Algorithm for fuzzy string matching

Hello all,

Here is an attempt at a naive fuzzy string matching algorithm. I would
appreciate comments on the code - which is not as simple as I would
like.

I have a couple of speed improvements in mind:
  1) replace EQUAL hash with array (possibly NArray).
  2) a path can be terminated before fully explored if it can be
calculated that it will never complete (somewhere inside in_bounds?).

Cheers,

Martin

#!/usr/bin/env ruby

require 'pp'

VERBOSE = false
TEST = true

# IUPAC nucleotide pair ambiguity equivalents
EQUAL = {
  :AA => true, :BU => true, :TH => true, :UY => true,
  :TT => true, :CB => true, :UH => true, :SC => true,
  :CC => true, :GB => true, :VA => true, :SG => true,
  :GG => true, :TB => true, :VC => true, :CS => true,
  :UU => true, :UB => true, :VG => true, :GS => true,
  :NA => true, :DA => true, :AV => true, :WA => true,
  :NT => true, :DG => true, :CV => true, :WT => true,
  :NC => true, :DT => true, :GV => true, :WU => true,
  :NG => true, :DU => true, :KG => true, :AW => true,
  :NU => true, :AD => true, :KT => true, :TW => true,
  :AN => true, :GD => true, :KU => true, :UW => true,
  :TN => true, :TD => true, :GK => true, :RA => true,
  :CN => true, :UD => true, :TK => true, :RG => true,
  :GN => true, :HA => true, :UK => true, :AR => true,
  :UN => true, :HC => true, :YC => true, :GR => true,
  :NN => true, :HT => true, :YT => true, :MA => true,
  :BC => true, :HU => true, :YU => true, :MC => true,
  :BG => true, :AH => true, :CY => true, :AM => true,
  :BT => true, :CH => true, :TY => true, :CM => true,
}

# Class to match two nucleotide sequences allowing for ambiguity codes
# and a given maximum number of matches, insertions, and deletions.
class Matcher
  attr_accessor :seq1_index, :seq2_index, :matches, :mismatches,
:insertions, :deletions

  def initialize(seq1, seq2, max_mismatches = 0, max_insertions = 0,
max_deletions = 0, seq1_index = 0, seq2_index = 0, matches = 0,
mismatches = 0, insertions = 0, deletions = 0)
    @seq1 = seq1
    @seq2 = seq2
    @max_mismatches = max_mismatches
    @max_insertions = max_insertions
    @max_deletions = max_deletions
    @seq1_index = seq1_index
    @seq2_index = seq2_index
    @matches = matches
    @mismatches = mismatches
    @insertions = insertions
    @deletions = deletions
  end

  # Method to explore all paths for matching two sequences allowing for
  # a given maximum number of mismatches, insertions and deletions.
  def match
    paths = []
    paths << self

    while not paths.empty?
      pp paths if VERBOSE

      new_paths = []

      paths.each do |path|
        if path.match? # ---- Match ----
          path_matches = path.dup
          path_matches.matches += 1

          return path_matches if path_matches.ok?

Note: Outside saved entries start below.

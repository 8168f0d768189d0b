use std::path::PathBuf;

use indexmap::IndexMap;

use ymc_ast::Value;
use ymc_resolve::Schema;

/// Which modules' `%PRIVATE` paths are stripped from the value they expose,
/// both to an importer's `import.*` traversal and to the driver's own
/// returned output (`SPEC_FULL.md` §6.1).
#[derive(Clone, Debug)]
pub enum IgnorePrivate {
    /// Every module hides its private paths.
    All,
    /// Only the module passed as `CompileOptions::filepath` does.
    /// Normalized away by [`CompileOptions::normalize`] into `Named` with
    /// that module's effective filename, since nested compiles no longer
    /// have a notion of "the current one".
    Current,
    /// Only modules whose effective filename (the `%FILENAME` directive's
    /// value, or the option/import-supplied fallback) appears in this list.
    Named(Vec<String>),
}

impl Default for IgnorePrivate {
    fn default() -> Self {
        IgnorePrivate::Named(Vec::new())
    }
}

/// The entry driver's configuration surface (`SPEC_FULL.md` §6.1) — the
/// library-level equivalent of a CLI's flags.
pub struct CompileOptions {
    pub base_path: PathBuf,
    pub unsafe_mode: bool,
    pub filepath: PathBuf,
    pub filename: Option<String>,
    pub params: IndexMap<String, Value>,
    pub universal_params: IndexMap<String, Value>,
    pub ignore_private: IgnorePrivate,
    pub ignore_tags: bool,
    pub schema: Schema,
}

impl CompileOptions {
    pub fn new(filepath: impl Into<PathBuf>) -> Self {
        CompileOptions {
            base_path: std::env::current_dir().unwrap_or_else(|_| PathBuf::from(".")),
            unsafe_mode: false,
            filepath: filepath.into(),
            filename: None,
            params: IndexMap::new(),
            universal_params: IndexMap::new(),
            ignore_private: IgnorePrivate::default(),
            ignore_tags: false,
            schema: Schema::new(),
        }
    }

    /// Resolves `ignorePrivate: "current"` into the concrete filename list
    /// it stands for, using the root module's own resolved filename
    /// (falling back to its path's file name if no `filename` option and no
    /// `%FILENAME` directive apply).
    pub(crate) fn normalize_ignore_private(&self, root_filename: &str) -> IgnorePrivate {
        match &self.ignore_private {
            IgnorePrivate::Current => IgnorePrivate::Named(vec![root_filename.to_string()]),
            other => other.clone(),
        }
    }

    pub(crate) fn fallback_filename(&self) -> String {
        self.filename.clone().unwrap_or_else(|| {
            self.filepath
                .file_name()
                .map(|name| name.to_string_lossy().into_owned())
                .unwrap_or_else(|| self.filepath.to_string_lossy().into_owned())
        })
    }
}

          path_matches.seq1_index += 1
          path_matches.seq2_index += 1

          new_paths << path_matches if path_matches.in_bounds?
        else # ---- Mismatch

···

----
          path_mismatches = path.dup
          path_mismatches.mismatches += 1

          return path_mismatches if path_mismatches.ok?

          path_mismatches.seq1_index += 1
          path_mismatches.seq2_index += 1

          new_paths << path_mismatches if path_mismatches.in_bounds?
        end

        if path.insertions < @max_insertions # ---- Insertion
----
          path_insertions = path.dup
          path_insertions.insertions += 1

          return path_insertions if path_insertions.ok?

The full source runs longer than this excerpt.